James Dumesic, a University of Wisconsin-Madison chemical and biological engineering professor, reports in the June 30 issue of the journal Science on a better way to make a chemical intermediate called HMF (hydroxymethylfurfural) from fructose - fruit sugar. HMF can be converted into plastics, diesel-fuel additive, or even diesel fuel itself, but is seldom used because it is costly to make.
The new process goes beyond making fuel from plants to make industrial chemicals from plants. "Trying to understand how to use catalytic processes to make chemicals and fuel from biomass is a growing area," says Dumesic, who directed the HMF research. "Instead of using the ancient solar energy locked up in fossil fuels, we are trying to take advantage of the carbon dioxide and modern solar energy that crop plants pick up."
The new, patent-pending method for making HMF is a balancing act of chemistry, pressure, temperature and reactor design. After a catalyst converts fructose into HMF, the HMF moves to a solvent that carries it to a separate location, where the HMF is extracted. Although other researchers had previously converted fructose into HMF, Dumesic's research group made a series of improvements that raised the HMF output, and also made the HMF easier to extract.
Once made, HMF is fairly easy to convert into plastics or diesel fuel. Although the biodiesel that has made headlines lately is made from a fat (even used cooking oil), not a sugar, both processes have similar environmental and economic benefits, Dumesic says. Instead of buying petroleum from abroad, the raw material would come from domestic agriculture.

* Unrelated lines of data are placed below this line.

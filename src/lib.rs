pub mod app;
pub mod coerce;
pub mod config;
pub mod errors;
pub mod goals;
pub mod handlers;
pub mod measurements;
pub mod models;
pub mod progress;
pub mod state;
pub mod store;
pub mod ui;

pub use app::router;
pub use config::Config;
pub use errors::{AppError, StoreError};
pub use goals::GoalRepository;
pub use measurements::MeasurementRepository;
pub use state::AppState;
use crate::models::DATE_FORMAT;
use crate::store::Row;
use chrono::{Days, NaiveDate, NaiveDateTime};
use serde_json::Value;

const DATE_FALLBACK_FORMATS: [&str; 3] = ["%Y/%m/%d", "%m/%d/%Y", "%d.%m.%Y"];

/// Day zero of spreadsheet date serials.
const SERIAL_EPOCH: (i32, u32, u32) = (1899, 12, 30);

pub fn field<'a>(row: &'a Row, column: &str) -> Result<&'a Value, String> {
    row.get(column)
        .ok_or_else(|| format!("missing column {column}"))
}

/// Parses a stored date cell. Accepts the canonical text form, a few
/// spreadsheet-friendly spellings with an optional time part, and the day
/// serials a sheet returns for cells it formats as dates.
pub fn date(value: &Value, column: &str) -> Result<NaiveDate, String> {
    let text = match value {
        Value::String(text) => text,
        Value::Number(number) => return serial_date(number.as_f64(), column, value),
        other => return Err(format!("{column}: expected a date, got {other}")),
    };
    let text = text.trim();

    if let Ok(date) = NaiveDate::parse_from_str(text, DATE_FORMAT) {
        return Ok(date);
    }
    if let Ok(stamp) = NaiveDateTime::parse_from_str(text, "%Y-%m-%d %H:%M:%S") {
        return Ok(stamp.date());
    }
    DATE_FALLBACK_FORMATS
        .iter()
        .find_map(|format| NaiveDate::parse_from_str(text, format).ok())
        .ok_or_else(|| format!("{column}: '{text}' is not a date"))
}

fn serial_date(serial: Option<f64>, column: &str, value: &Value) -> Result<NaiveDate, String> {
    let (year, month, day) = SERIAL_EPOCH;
    serial
        .filter(|serial| serial.is_finite() && *serial >= 0.0)
        .and_then(|serial| {
            NaiveDate::from_ymd_opt(year, month, day)?.checked_add_days(Days::new(serial.trunc() as u64))
        })
        .ok_or_else(|| format!("{column}: {value} is not a date serial"))
}

/// Parses a numeric cell stored either as a number or as numeric text.
/// NaN and infinities are rejected.
pub fn decimal(value: &Value, column: &str) -> Result<f64, String> {
    let parsed = match value {
        Value::Number(number) => number
            .as_f64()
            .ok_or_else(|| format!("{column}: {number} is out of range"))?,
        Value::String(text) => text
            .trim()
            .parse::<f64>()
            .map_err(|_| format!("{column}: '{text}' is not a number"))?,
        other => return Err(format!("{column}: expected a number, got {other}")),
    };
    if !parsed.is_finite() {
        return Err(format!("{column}: {value} is not a finite number"));
    }
    Ok(parsed)
}

/// Like [`decimal`], but an empty cell reads as 0.
pub fn decimal_or_zero(value: &Value, column: &str) -> Result<f64, String> {
    match value {
        Value::Null => Ok(0.0),
        Value::String(text) if text.trim().is_empty() => Ok(0.0),
        other => decimal(other, column),
    }
}
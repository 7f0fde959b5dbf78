//! Image payloads sent by the canvas.
//!
//! The canvas posts either raw base64 or a `data:<mime>;base64,<data>` URL.
//! Decoding happens once, at the request boundary, so a bad payload is a
//! client error rather than an upstream failure.

use base64::Engine;
use base64::engine::general_purpose::STANDARD;

use crate::error::{AppError, Result};

const DEFAULT_MIME_TYPE: &str = "image/png";

#[derive(Debug, Clone, PartialEq, Eq)]
pub struct ImagePayload {
    pub mime_type: String,
    pub data: Vec<u8>,
}

impl ImagePayload {
    pub fn from_base64(raw: &str) -> Result<Self> {
        let raw = raw.trim();
        let (mime_type, encoded) = match raw.strip_prefix("data:") {
            Some(url) => {
                let (header, data) = url
                    .split_once(',')
                    .ok_or_else(|| AppError::InvalidInput("Malformed image data URL".to_string()))?;
                let mime = header.strip_suffix(";base64").ok_or_else(|| {
                    AppError::InvalidInput("Image data URL must be base64 encoded".to_string())
                })?;
                let mime = if mime.is_empty() { DEFAULT_MIME_TYPE } else { mime };
                (mime, data)
            }
            None => (DEFAULT_MIME_TYPE, raw),
        };

        if !mime_type.starts_with("image/") {
            return Err(AppError::InvalidInput(format!("Unsupported image type: {}", mime_type)));
        }

        let compact: String = encoded.split_ascii_whitespace().collect();
        let data = STANDARD
            .decode(compact)
            .map_err(|e| AppError::InvalidInput(format!("Image is not valid base64: {}", e)))?;
        if data.is_empty() {
            return Err(AppError::InvalidInput("Image payload is empty".to_string()));
        }

        Ok(Self {
            mime_type: mime_type.to_string(),
            data,
        })
    }
}
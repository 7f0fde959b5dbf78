use serde::Serialize;

use crate::prompts::AnalysisMode;
use crate::shapes::layout::LayoutConflict;
use crate::shapes::model::{ShapeId, ShapeOperation};

/// Model output for an image analysis, passed through untouched.
#[derive(Debug, Clone, Serialize)]
pub struct AnalysisResponse {
    pub result: String,
    pub mode: AnalysisMode,
}

/// Model output for transform, generate and repository requests.
#[derive(Debug, Clone, Serialize)]
pub struct GenerationResponse {
    pub result: String,
}

#[derive(Debug, Clone, Serialize)]
pub struct ValidationResponse {
    pub operations: Vec<ShapeOperation>,
    pub next_id: ShapeId,
    pub layout_conflicts: Vec<LayoutConflict>,
}

#[derive(Debug, Clone, Serialize)]
pub struct HealthResponse {
    pub status: &'static str,
    pub model: String,
}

Expanding the source of raw material should also depress the price of petroleum.
Using biomass-waste products of agriculture and forestry-can also cut global warming caused by carbon dioxide emissions from fossil fuels, says graduate student Yuriy Roman-Leshkov, first author on the Science paper. "The nice thing about using biomass as a replacement for all these petroleum products is that it is greenhouse-neutral," he says. While burning and otherwise using fossil fuels moves an enormous amount of carbon from the Earth into the atmosphere, the carbon released when a biofuel burns is eventually taken up by growing plants. "This process is really important," Roman-Leshkov says, "because it does not introduce additional carbon dioxide into the atmosphere."
Juben N. Chheda, a second graduate student working on the HMF project, sees the work as part of an explosion of interest in finding alternative sources for petroleum-based chemicals. "We need to develop new process technologies, and HMF is a building block that can replace products like PET, a plastic used for soda bottles," he notes. "This is a first step for a range of chemical products that can be obtained from biomass resources, replacing those that come from petroleum sources."

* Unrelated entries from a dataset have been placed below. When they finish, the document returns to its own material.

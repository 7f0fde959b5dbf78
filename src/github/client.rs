//! Read-only access to the repository host.
//!
//! `RepositoryHost` is the seam the summarizer talks to. `GitHubClient` is the
//! REST implementation used by the server; tests plug in an in-memory host.
//!
//! Endpoints used:
//! - GET /repos/{owner}/{name}                         → metadata
//! - GET /repos/{owner}/{name}/git/trees/{branch}      → recursive tree
//! - GET /repos/{owner}/{name}/contents/{path}?ref=    → base64 file content

use std::future::Future;
use std::time::Duration;

use base64::Engine;
use base64::engine::general_purpose::STANDARD;
use reqwest::header::{ACCEPT, AUTHORIZATION, HeaderMap, HeaderValue};
use reqwest::{Client, Url};
use serde::Deserialize;

use crate::error::{AppError, Result};
use crate::github::reference::RepositoryReference;

const USER_AGENT: &str = concat!("napkin-relay/", env!("CARGO_PKG_VERSION"));

#[derive(Debug, Clone, PartialEq, Eq)]
pub struct RepositoryMetadata {
    pub description: String,
    pub default_branch: String,
    pub language: String,
    pub topics: Vec<String>,
}

#[derive(Debug, Clone, Copy, PartialEq, Eq, Deserialize)]
#[serde(rename_all = "lowercase")]
pub enum EntryKind {
    Blob,
    Tree,
    /// Submodule pointer.
    Commit,
}

#[derive(Debug, Clone, PartialEq, Eq, Deserialize)]
pub struct FileTreeEntry {
    pub path: String,
    #[serde(rename = "type")]
    pub kind: EntryKind,
}

impl FileTreeEntry {
    pub fn file_name(&self) -> &str {
        self.path.rsplit('/').next().unwrap_or(&self.path)
    }
}

/// The three read calls the summarizer needs.
///
/// Metadata and tree failures are fatal to a summary; content failures are not,
/// but that policy lives in the caller, not here.
pub trait RepositoryHost {
    fn metadata(
        &self,
        repo: &RepositoryReference,
    ) -> impl Future<Output = Result<RepositoryMetadata>> + Send;

    fn tree(
        &self,
        repo: &RepositoryReference,
        branch: &str,
    ) -> impl Future<Output = Result<Vec<FileTreeEntry>>> + Send;

    fn file_content(
        &self,
        repo: &RepositoryReference,
        branch: &str,
        path: &str,
    ) -> impl Future<Output = Result<Vec<u8>>> + Send;
}

#[derive(Debug, Clone)]
pub struct GitHubSettings {
    pub api_url: String,
    pub token: Option<String>,
    pub timeout: Duration,
}

pub struct GitHubClient {
    http: Client,
    api_url: Url,
}

#[derive(Debug, Deserialize)]
struct RepoResponse {
    description: Option<String>,
    default_branch: Option<String>,
    language: Option<String>,
    topics: Option<Vec<String>>,
}

#[derive(Debug, Deserialize)]
struct TreeResponse {
    #[serde(default)]
    tree: Vec<FileTreeEntry>,
    #[serde(default)]
    truncated: bool,
}

#[derive(Debug, Deserialize)]
struct ContentResponse {
    encoding: Option<String>,
    content: Option<String>,
}

impl GitHubClient {
    pub fn new(settings: &GitHubSettings) -> Result<Self> {
        let api_url = Url::parse(&settings.api_url)
            .map_err(|e| AppError::Internal(format!("Invalid GitHub API URL: {}", e)))?;

        let mut headers = HeaderMap::new();
        headers.insert(ACCEPT, HeaderValue::from_static("application/vnd.github.v3+json"));
        if let Some(token) = settings.token.as_deref().filter(|t| !t.trim().is_empty()) {
            let mut value = HeaderValue::from_str(&format!("Bearer {}", token.trim()))
                .map_err(|_| AppError::Internal("GitHub token is not a valid header".to_string()))?;
            value.set_sensitive(true);
            headers.insert(AUTHORIZATION, value);
        }

        let http = Client::builder()
            .timeout(settings.timeout)
            .user_agent(USER_AGENT)
            .default_headers(headers)
            .build()?;

        Ok(Self { http, api_url })
    }

    fn endpoint(&self, repo: &RepositoryReference, tail: &[&str]) -> Result<Url> {
        let mut url = self.api_url.clone();
        url.path_segments_mut()
            .map_err(|_| AppError::Internal("GitHub API URL cannot be a base".to_string()))?
            .pop_if_empty()
            .extend(["repos", repo.owner.as_str(), repo.name.as_str()])
            .extend(tail);
        Ok(url)
    }

    async fn get_json<T: for<'de> Deserialize<'de>>(
        &self,
        url: Url,
        query: &[(&str, &str)],
        what: &str,
    ) -> Result<T> {
        let response = self.http.get(url).query(query).send().await?;
        let status = response.status();
        if !status.is_success() {
            return Err(AppError::UpstreamUnavailable(format!("{} returned {}", what, status)));
        }
        Ok(response.json::<T>().await?)
    }
}

impl RepositoryHost for GitHubClient {
    async fn metadata(&self, repo: &RepositoryReference) -> Result<RepositoryMetadata> {
        let url = self.endpoint(repo, &[])?;
        let raw: RepoResponse = self
            .get_json(url, &[], &format!("metadata for {}", repo))
            .await?;

        Ok(RepositoryMetadata {
            description: raw.description.unwrap_or_else(|| "No description".to_string()),
            default_branch: raw.default_branch.unwrap_or_else(|| "main".to_string()),
            language: raw.language.unwrap_or_else(|| "Unknown".to_string()),
            topics: raw.topics.unwrap_or_default(),
        })
    }

    async fn tree(&self, repo: &RepositoryReference, branch: &str) -> Result<Vec<FileTreeEntry>> {
        let url = self.endpoint(repo, &["git", "trees", branch])?;
        let raw: TreeResponse = self
            .get_json(url, &[("recursive", "1")], &format!("tree for {}@{}", repo, branch))
            .await?;

        if raw.truncated {
            tracing::warn!("Tree for {}@{} was truncated by the host", repo, branch);
        }
        Ok(raw.tree)
    }

    async fn file_content(
        &self,
        repo: &RepositoryReference,
        branch: &str,
        path: &str,
    ) -> Result<Vec<u8>> {
        let mut tail = vec!["contents"];
        tail.extend(path.split('/'));
        let url = self.endpoint(repo, &tail)?;
        let raw: ContentResponse = self
            .get_json(url, &[("ref", branch)], &format!("content of {}", path))
            .await?;

        match (raw.encoding.as_deref(), raw.content) {
            (Some("base64"), Some(content)) if !content.is_empty() => {
                let compact: String = content.split_ascii_whitespace().collect();
                STANDARD
                    .decode(compact)
                    .map_err(|e| AppError::UpstreamUnavailable(format!("{}: bad base64: {}", path, e)))
            }
            (encoding, _) => Err(AppError::UpstreamUnavailable(format!(
                "{}: unsupported content encoding {:?}",
                path, encoding
            ))),
        }
    }
}
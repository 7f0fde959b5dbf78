//! API route handlers - maps HTTP endpoints to summarizer, validator and model calls.
//!
//! Each submodule defines routes for one operation:
//! - `analyze`: Image analysis by mode (POST /api/analyze/{mode})
//! - `transform`: Sketch to shapes (POST /api/transform)
//! - `generate`: Free-form and incremental generation (POST /api/generate)
//! - `github`: Repository architecture (POST /api/github-analyze)
//! - `shapes`: Shape operation validation (POST /api/shapes/validate)
//! - `health`: Liveness and configured model (GET /api/health)

pub mod analyze;
pub mod generate;
pub mod github;
pub mod health;
pub mod shapes;
pub mod transform;

use std::sync::Arc;

use axum::Router;
use axum::extract::FromRequest;

use crate::error::AppError;
use crate::github::GitHubClient;
use crate::llm::GeminiClient;

/// Long-lived clients shared read-only by every request.
#[derive(Clone)]
pub struct AppState {
    pub github: Arc<GitHubClient>,
    pub gemini: Arc<GeminiClient>,
}

/// `Json` extractor whose rejections use the API's `{"error": ...}` body.
#[derive(FromRequest)]
#[from_request(via(axum::Json), rejection(AppError))]
pub struct AppJson<T>(pub T);

pub fn create_router(state: AppState) -> Router {
    Router::new()
        .merge(analyze::routes(state.clone()))
        .merge(transform::routes(state.clone()))
        .merge(generate::routes(state.clone()))
        .merge(github::routes(state.clone()))
        .merge(health::routes(state))
        .merge(shapes::routes())
}
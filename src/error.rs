//! Application error types and HTTP response mapping.
//!
//! Defines `AppError` enum for all error conditions and implements Axum's
//! `IntoResponse` to automatically convert errors to appropriate HTTP responses
//! with JSON error bodies.
//!
//! Error mappings:
//! - `InvalidInput`, `InvalidReference` → 400 (malformed JSON bodies included)
//! - `Shape` → 422
//! - `UpstreamUnavailable`, `Generation`, `Http` → 502
//! - `Internal` → 500
//!
//! Nothing here is retried. A failed upstream call surfaces once and the
//! caller decides whether to try again.

use axum::{
    extract::rejection::JsonRejection,
    http::StatusCode,
    response::{IntoResponse, Response},
    Json,
};
use serde_json::json;
use thiserror::Error;

use crate::shapes::ShapeDiffError;

#[derive(Error, Debug)]
pub enum AppError {
    #[error("Invalid input: {0}")]
    InvalidInput(String),

    #[error("Could not parse GitHub URL: {0}")]
    InvalidReference(String),

    #[error("Invalid shape operations: {0}")]
    Shape(#[from] ShapeDiffError),

    #[error("Repository host unavailable: {0}")]
    UpstreamUnavailable(String),

    #[error("Text generation failed: {0}")]
    Generation(String),

    #[error("Upstream request failed: {0}")]
    Http(#[from] reqwest::Error),

    #[error("Internal error: {0}")]
    Internal(String),
}

impl AppError {
    pub fn status(&self) -> StatusCode {
        match self {
            AppError::InvalidInput(_) | AppError::InvalidReference(_) => StatusCode::BAD_REQUEST,
            AppError::Shape(_) => StatusCode::UNPROCESSABLE_ENTITY,
            AppError::UpstreamUnavailable(_) | AppError::Generation(_) | AppError::Http(_) => {
                StatusCode::BAD_GATEWAY
            }
            AppError::Internal(_) => StatusCode::INTERNAL_SERVER_ERROR,
        }
    }
}

impl From<JsonRejection> for AppError {
    fn from(rejection: JsonRejection) -> Self {
        AppError::InvalidInput(rejection.body_text())
    }
}

impl IntoResponse for AppError {
    fn into_response(self) -> Response {
        let status = self.status();
        if status.is_server_error() {
            tracing::error!("{}", self);
        } else {
            tracing::debug!("rejected request: {}", self);
        }

        let body = Json(json!({
            "error": self.to_string(),
        }));

        (status, body).into_response()
    }
}

pub type Result<T> = std::result::Result<T, AppError>;

#[cfg(test)]
mod tests {
    use super::*;

    #[test]
    fn client_errors_map_to_4xx() {
        assert_eq!(AppError::InvalidInput("mode".into()).status(), StatusCode::BAD_REQUEST);
        assert_eq!(AppError::InvalidReference("x".into()).status(), StatusCode::BAD_REQUEST);
        assert_eq!(
            AppError::Shape(ShapeDiffError::UnknownReference { id: 9 }).status(),
            StatusCode::UNPROCESSABLE_ENTITY
        );
    }

    #[test]
    fn upstream_errors_map_to_5xx() {
        assert_eq!(AppError::UpstreamUnavailable("404".into()).status(), StatusCode::BAD_GATEWAY);
        assert_eq!(AppError::Generation("empty".into()).status(), StatusCode::BAD_GATEWAY);
        assert_eq!(AppError::Internal("slot".into()).status(), StatusCode::INTERNAL_SERVER_ERROR);
    }
}
pub mod client;
pub mod digest;
pub mod reference;

pub use client::{GitHubClient, GitHubSettings};
pub use digest::summarize;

Dumesic is also exploring methods to convert other sugars and even more complex carbohydrates into HMF and other chemical intermediates. "Solar energy and biology created the stored hydrocarbons in the fossil fuels we have used for so long. Our interest in biomass is driven by the belief that if we learn to use solar energy and biology in a different way, we can address problems related to price, supply, and the environmental impact of industrial activity."
Dumesic's research on environmentally friendly sources of common chemicals is supported by the U.S. Department of Agriculture and the National Science Foundation.